I''m not suggesting here that congregational leaders are consciously suppressing internal dissent. I know of no program or scheme to ostracize sisters who oppose their elected leaders. There's no nefarious conspiracy here. What I am suggesting is that the culture of American women religious strongly discourages internal opposition through a variety of mechanisms designed to establish and present One View to the Church and the world. This shouldn't surprise us given that most groups do this sort thing, including men's religious congregations. The most effective mechanism in creating the illusion of seamless assent is the so-called "consensus decision-making" process that disallows rational discourse in favor of emotional expression, thus side-stepping potentially discomforting practices like debate and voting on issues. How one feels about an issue is deemed vastly more important than what one thinks about the issue. Voting might expose real divisions and hold up action.
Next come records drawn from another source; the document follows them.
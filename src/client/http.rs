use std::time::Duration;

use async_trait::async_trait;
use tracing::{debug, warn};

use super::{ChatBackend, RetryPolicy};
use crate::errors::AppError;
use crate::models::{ChatHistory, ChatReply, ChatRequest, Language};

/// [`ChatBackend`] over the KrishiMitra HTTP API.
#[derive(Clone, Debug)]
pub struct HttpChatClient {
    client: reqwest::Client,
    base_url: String,
    retry: RetryPolicy,
}

impl HttpChatClient {
    pub fn new(base_url: &str, timeout: Duration, retry: RetryPolicy) -> Result<Self, AppError> {
        let client = reqwest::Client::builder()
            .timeout(timeout)
            .build()
            .map_err(|e| AppError::Unexpected(format!("Failed to build HTTP client: {e}")))?;
        Ok(Self {
            client,
            base_url: base_url.trim_end_matches('/').to_string(),
            retry,
        })
    }

    pub fn base_url(&self) -> &str {
        &self.base_url
    }

    /// Fetches what the backend stored for `session_id`.
    pub async fn history(&self, session_id: &str) -> Result<ChatHistory, AppError> {
        let url = format!("{}/api/chat/history/{session_id}", self.base_url);
        let resp = self.client.get(&url).send().await?;
        let resp = check_status(resp).await?;
        resp.json::<ChatHistory>()
            .await
            .map_err(|e| AppError::MalformedReply { message: e.to_string() })
    }

    async fn send_once(&self, request: &ChatRequest) -> Result<String, AppError> {
        let url = format!("{}/api/chat", self.base_url);
        let resp = self.client.post(&url).json(request).send().await?;
        let resp = check_status(resp).await?;
        let reply = resp
            .json::<ChatReply>()
            .await
            .map_err(|e| AppError::MalformedReply { message: e.to_string() })?;
        Ok(reply.response)
    }
}

async fn check_status(resp: reqwest::Response) -> Result<reqwest::Response, AppError> {
    let status = resp.status();
    if status.is_success() {
        return Ok(resp);
    }
    let body = resp.text().await.unwrap_or_default();
    let kind = if status.is_server_error() {
        "Server error"
    } else if status.is_client_error() {
        "Request rejected"
    } else {
        "Unexpected status"
    };
    Err(AppError::Transport {
        message: format!("{kind} {status}: {body}"),
        status: Some(status.as_u16()),
        timed_out: false,
    })
}

#[async_trait]
impl ChatBackend for HttpChatClient {
    async fn send(
        &self,
        session_id: &str,
        text: &str,
        language: Language,
    ) -> Result<String, AppError> {
        let request = ChatRequest {
            session_id: session_id.to_string(),
            message: text.to_string(),
            language,
        };

        let mut retry = 0;
        loop {
            debug!("POST /api/chat for {session_id} (attempt {})", retry + 1);
            match self.send_once(&request).await {
                Ok(response) => return Ok(response),
                Err(e) if e.is_retryable() && retry < self.retry.max_retries => {
                    retry += 1;
                    let delay = self.retry.delay_for(retry);
                    warn!("Chat request for {session_id} failed ({e}); retrying in {delay:?}");
                    tokio::time::sleep(delay).await;
                }
                // Logged by the caller.
                Err(e) => return Err(e),
            }
        }
    }
}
So, what's my point? It's this: when the LCWR and similar groups express dissident opinions on issues that our bishops have pronounced on, do not assume that all or even a majority of the sisters the group claims to represent hold the dissident view. The best we can assume is that leadership "heard the sisters saying X" during discussions about the issue. I've been in many meetings of religious where complex responses to even more complex issues have been reduced to meaningless three or four word bullet points. The Robert's Rules approach to decision-making is cumbersome, often confusing, and time-consuming. But the alternative is equally frustrating. There's nothing more aggravating than to spend three hours discussing a complex problem only to see the wide variety of views congealed into a list of innocuous half-sentences that no reasonable person would dispute.
I just hate to see all our sisters blamed for the dissident opinions of their leaders.